Very intriguing idea Jay! The notion of sending reminders on one's birthday for people to reflect on their own mortality is fascinating. The theme of celebrating death and birth as complimentary vs opposites has come up a bit in our community during this challenge. It's great to see this theme be explored as an idea. Perhaps you might consider helping people better grasp how this idea could play out by describing some of the proposed activities you've outlined. Check out the user scenarios that Jim created in his idea: Maybe I Know Something About This 

Looking forward to learning more about this!

Photo of Aaron Wong
Team

I'm also glad to see you thinking in online platforms to reach out to family members, friends, and loved ones.
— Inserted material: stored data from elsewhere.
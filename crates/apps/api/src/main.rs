use api::serve;
use app_state::load_app_settings;
use color_eyre::Result;
use common_services::database::{get_db_pool, run_migrations};
use tracing_subscriber::layer::SubscriberExt;
use tracing_subscriber::util::SubscriberInitExt;

#[tokio::main]
async fn main() -> Result<()> {
    color_eyre::install()?;
    let settings = load_app_settings()?;

    let default_filter = format!(
        "api={0},common_services={0},tower_http=debug",
        settings.logging.level
    );
    tracing_subscriber::registry()
        .with(
            tracing_subscriber::EnvFilter::try_from_default_env()
                .unwrap_or_else(|_| default_filter.into()),
        )
        .with(tracing_subscriber::fmt::layer())
        .init();

    let pool = get_db_pool(&settings.secrets.database_url).await?;
    run_migrations(&pool).await?;

    serve(pool, settings).await?;

    Ok(())
}
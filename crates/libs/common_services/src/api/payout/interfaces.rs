use rust_decimal::Decimal;
use serde::{Deserialize, Serialize};
use utoipa::ToSchema;

/// An advance paid to the payee before the final settlement.
#[derive(Serialize, Deserialize, ToSchema, Debug)]
#[serde(rename_all = "camelCase")]
pub struct PartialPayoutRequest {
    pub amount: Decimal,
}
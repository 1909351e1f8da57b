#![allow(clippy::missing_errors_doc, clippy::missing_panics_doc)]
pub mod collaboration;
pub mod fees;

pub use collaboration::*;
pub use fees::{FeeSettings, FeeToggle, PayoutBreakdown, calculate_payout, parse_amount};
use crate::api::auth::error::AuthError;
use crate::api::auth::hashing::{hash_password, verify_password};
use crate::api::auth::interfaces::{AuthClaims, CreateUser, Tokens};
use crate::database::app_user::{User, UserRole, UserWithPassword};
use crate::database::user_store::UserStore;
use app_state::constants;
use chrono::{Duration, Utc};
use jsonwebtoken::{DecodingKey, EncodingKey, Header, Validation, decode, encode};
use sqlx::PgPool;
use tracing::{info, instrument};

/// Authenticates a user based on email and password.
///
/// # Errors
///
/// * `AuthError::InvalidCredentials` if the email or password is incorrect.
#[instrument(skip(pool, password))]
pub async fn authenticate_user(
    pool: &PgPool,
    email: &str,
    password: &str,
) -> Result<UserWithPassword, AuthError> {
    let user = UserStore::find_by_email_with_password(pool, email)
        .await?
        .ok_or(AuthError::InvalidCredentials)?;

    let valid = verify_password(password.as_ref(), &user.password)?;
    if !valid {
        return Err(AuthError::InvalidCredentials);
    }

    Ok(user)
}

fn validate_username(username: &str) -> Result<(), AuthError> {
    let valid = !username.is_empty()
        && username.chars().all(|c| c.is_alphanumeric() || c == ' ')
        && !username.starts_with(' ')
        && !username.ends_with(' ');
    if valid {
        Ok(())
    } else {
        Err(AuthError::InvalidUsername)
    }
}

/// Creates a new user in the database. The first user to register becomes admin.
///
/// # Errors
///
/// * `AuthError::UserAlreadyExists` if a user with the given email already exists.
/// * `AuthError::InvalidUsername` when the username contains illegal characters.
#[instrument(skip(pool, payload), fields(email = %payload.email))]
pub async fn create_user(pool: &PgPool, payload: &CreateUser) -> Result<User, AuthError> {
    validate_username(&payload.name)?;
    let hashed = hash_password(payload.password.as_ref())?;

    let role = if UserStore::any_exists(pool).await? {
        UserRole::User
    } else {
        UserRole::Admin
    };
    info!(
        "Creating user email={}, name={}, role={}",
        payload.email, payload.name, role
    );

    Ok(UserStore::create(
        pool,
        &payload.email,
        &payload.name,
        &hashed,
        role,
        payload.marketplace_role,
    )
    .await?)
}

/// Creates a new access token for a given user ID and role.
///
/// # Errors
///
/// * `jsonwebtoken::Error` if token encoding fails.
pub fn create_access_token(
    jwt_secret: &str,
    user_id: i32,
    role: UserRole,
) -> Result<Tokens, AuthError> {
    let exp =
        (Utc::now() + Duration::minutes(constants().auth.access_token_expiry_minutes)).timestamp();
    let claims = AuthClaims {
        sub: user_id,
        role,
        exp,
    };
    let access_token = encode(
        &Header::default(),
        &claims,
        &EncodingKey::from_secret(jwt_secret.as_ref()),
    )?;

    Ok(Tokens {
        expiry: exp as u64,
        access_token,
    })
}

/// Decodes and validates an access token.
///
/// # Errors
///
/// * `AuthError::InvalidToken` when the signature or expiry check fails.
pub fn decode_access_token(token: &str, jwt_secret: &str) -> Result<AuthClaims, AuthError> {
    decode::<AuthClaims>(
        token,
        &DecodingKey::from_secret(jwt_secret.as_ref()),
        &Validation::default(),
    )
    .map(|data| data.claims)
    .map_err(|_| AuthError::InvalidToken)
}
In addition to preparation, it can be a great way to expand and share our knowledge about the EoL process, to create community, and make decision-making easier - check out Chiara Pineschi  's online idea in Online platform to connect people who are dying to the living for the passing down of experiences  and how one can help another facing similar situations. I'd love to see what you guys come up with!

Photo of Becky Lee
Team

@Jay Vidyarthi @Shane Zhao I love the ideas of birthdays as moments to reflect and plan. I wonder if there's an opportunity to include a component of emotional connection. In addition to sharing your decisions, maybe you could also share your thought process, what helped you make your decision, or more broadly, prompt a thought or story, like a memory from your life 10 years ago. Maybe even an invitation to ask a loved one a deep question about their own life and/or mortality.Birthdays are already used as opportunities to reconnect with loved ones (or at least their Facebook walls) and I'm curious about how we might build on birthdays as opportunities to connect more deeply. 

Your idea has already inspired some iterations on my own idea : ) would love to keep up the conversation!